━━━━━ DATA ━━━━━
// ── Project domain type ──
//
// Every mutator returns a new Project value; reducers rely on
// copy-on-write so prior state snapshots stay valid.

use indexmap::IndexMap;
use serde::{Deserialize, Serialize};

use super::ids::{ProjectId, UserId};
use super::user::{Collaborator, User, UserAccess};

/// A project with its owner and collaborator roster.
///
/// `author` is the single owner. `collaborators` holds the non-owner
/// members, insertion-ordered so rosters render stably.
#[derive(Debug, Clone, PartialEq, Eq, Serialize, Deserialize)]
pub struct Project {
    pub id: ProjectId,
    pub name: String,
    pub description: Option<String>,
    pub author: User,
    pub collaborators: IndexMap<UserId, Collaborator>,
}

impl Project {
    pub fn new(id: impl Into<ProjectId>, name: impl Into<String>, author: User) -> Self {
        Self {
            id: id.into(),
            name: name.into(),
            description: None,
            author,
            collaborators: IndexMap::new(),
        }
    }

    /// Access level held by the given user, the owner included.
    pub fn access_of(&self, user_id: &UserId) -> Option<UserAccess> {
        if self.author.id == *user_id {
            return Some(UserAccess::Owner);
        }
        self.collaborators.get(user_id).map(|c| c.access)
    }

    /// New value with `user` present at `access` (insert or replace).
    pub fn with_collaborator(&self, user: User, access: UserAccess) -> Self {
        let mut next = self.clone();
        next.collaborators
            .insert(user.id.clone(), Collaborator::new(user, access));
        next
    }

    /// New value with the given user removed from the roster.
    pub fn without_collaborator(&self, user_id: &UserId) -> Self {
        let mut next = self.clone();
        next.collaborators.shift_remove(user_id);
        next
    }

    /// New value with the whole roster replaced: `owner` becomes the
    /// author and `collaborators` the full non-owner membership.
    pub fn with_team(&self, owner: User, collaborators: Vec<Collaborator>) -> Self {
        let mut next = self.clone();
        next.author = owner;
        next.collaborators = collaborators
            .into_iter()
            .map(|c| (c.user.id.clone(), c))
            .collect();
        next.collaborators.shift_remove(&next.author.id);
        next
    }

    /// New value with ownership transferred to the member matching
    /// `email` — the old owner joins the roster at ReadWrite and the
    /// new owner leaves it, all in one value.
    ///
    /// When no member matches, the author becomes a placeholder user
    /// keyed by the email; the next roster load reconciles it.
    pub fn with_owner(&self, email: &str) -> Self {
        let mut next = self.clone();
        let old_owner = std::mem::replace(
            &mut next.author,
            match next.collaborators.values().find(|c| c.user.email == email) {
                Some(found) => found.user.clone(),
                None => User::new(email, email),
            },
        );
        next.collaborators.shift_remove(&next.author.id);
        next.collaborators.insert(
            old_owner.id.clone(),
            Collaborator::new(old_owner, UserAccess::ReadWrite),
        );
        next
    }
}

#[cfg(test)]
#[allow(clippy::unwrap_used)]
mod tests {
    use super::*;
    use pretty_assertions::assert_eq;

    fn project() -> Project {
        let mut p = Project::new("p1", "churn-model", User::new("owner", "owner@example.com"));
        p.collaborators.insert(
            UserId::from("u1"),
            Collaborator::new(User::new("u1", "u1@example.com"), UserAccess::ReadWrite),
        );
        p
    }

    #[test]
    fn with_collaborator_leaves_original_untouched() {
        let before = project();
        let after = before.with_collaborator(User::new("u2", "u2@example.com"), UserAccess::ReadOnly);
        assert_eq!(before.collaborators.len(), 1);
        assert_eq!(after.collaborators.len(), 2);
        assert_eq!(after.access_of(&UserId::from("u2")), Some(UserAccess::ReadOnly));
    }

    #[test]
    fn with_collaborator_replaces_existing_access() {
        let after = project().with_collaborator(User::new("u1", "u1@example.com"), UserAccess::ReadOnly);
        assert_eq!(after.collaborators.len(), 1);
        assert_eq!(after.access_of(&UserId::from("u1")), Some(UserAccess::ReadOnly));
    }

    #[test]
    fn without_collaborator_removes_only_that_user() {
        let before = project().with_collaborator(User::new("u2", "u2@example.com"), UserAccess::ReadOnly);
        let after = before.without_collaborator(&UserId::from("u1"));
        assert!(after.collaborators.get(&UserId::from("u1")).is_none());
        assert!(after.collaborators.get(&UserId::from("u2")).is_some());
    }

    #[test]
    fn owner_transfer_is_one_value_with_one_owner() {
        let after = project().with_owner("u1@example.com");
        assert_eq!(after.author.id, UserId::from("u1"));
        // Old owner demoted into the roster in the same value.
        assert_eq!(
            after.access_of(&UserId::from("owner")),
            Some(UserAccess::ReadWrite)
        );
        // The new owner is no longer listed as a plain collaborator.
        assert!(after.collaborators.get(&UserId::from("u1")).is_none());
    }

    #[test]
    fn owner_transfer_to_unknown_email_uses_placeholder() {
        let after = project().with_owner("nobody@example.com");
        assert_eq!(after.author.email, "nobody@example.com");
        assert_eq!(after.access_of(&UserId::from("owner")), Some(UserAccess::ReadWrite));
    }

    #[test]
    fn with_team_replaces_roster_wholesale() {
        let owner = User::new("new-owner", "new@example.com");
        let roster = vec![
            Collaborator::new(User::new("a", "a@example.com"), UserAccess::ReadOnly),
            Collaborator::new(User::new("b", "b@example.com"), UserAccess::ReadWrite),
        ];
        let after = project().with_team(owner.clone(), roster);
        assert_eq!(after.author, owner);
        assert_eq!(after.collaborators.len(), 2);
        assert!(after.collaborators.get(&UserId::from("u1")).is_none());
        // Insertion order preserved.
        let ids: Vec<_> = after.collaborators.keys().map(UserId::as_str).collect();
        assert_eq!(ids, vec!["a", "b"]);
    }
}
━━━━━
Please reproduce, exactly as they appear above, the lines from the line containing "pub struct Project" up to and including the line containing "the owner included.".

(YOUR RESPONSE)
pub struct Project {
    pub id: ProjectId,
    pub name: String,
    pub description: Option<String>,
    pub author: User,
    pub collaborators: IndexMap<UserId, Collaborator>,
}

impl Project {
    pub fn new(id: impl Into<ProjectId>, name: impl Into<String>, author: User) -> Self {
        Self {
            id: id.into(),
            name: name.into(),
            description: None,
            author,
            collaborators: IndexMap::new(),
        }
    }

    /// Access level held by the given user, the owner included.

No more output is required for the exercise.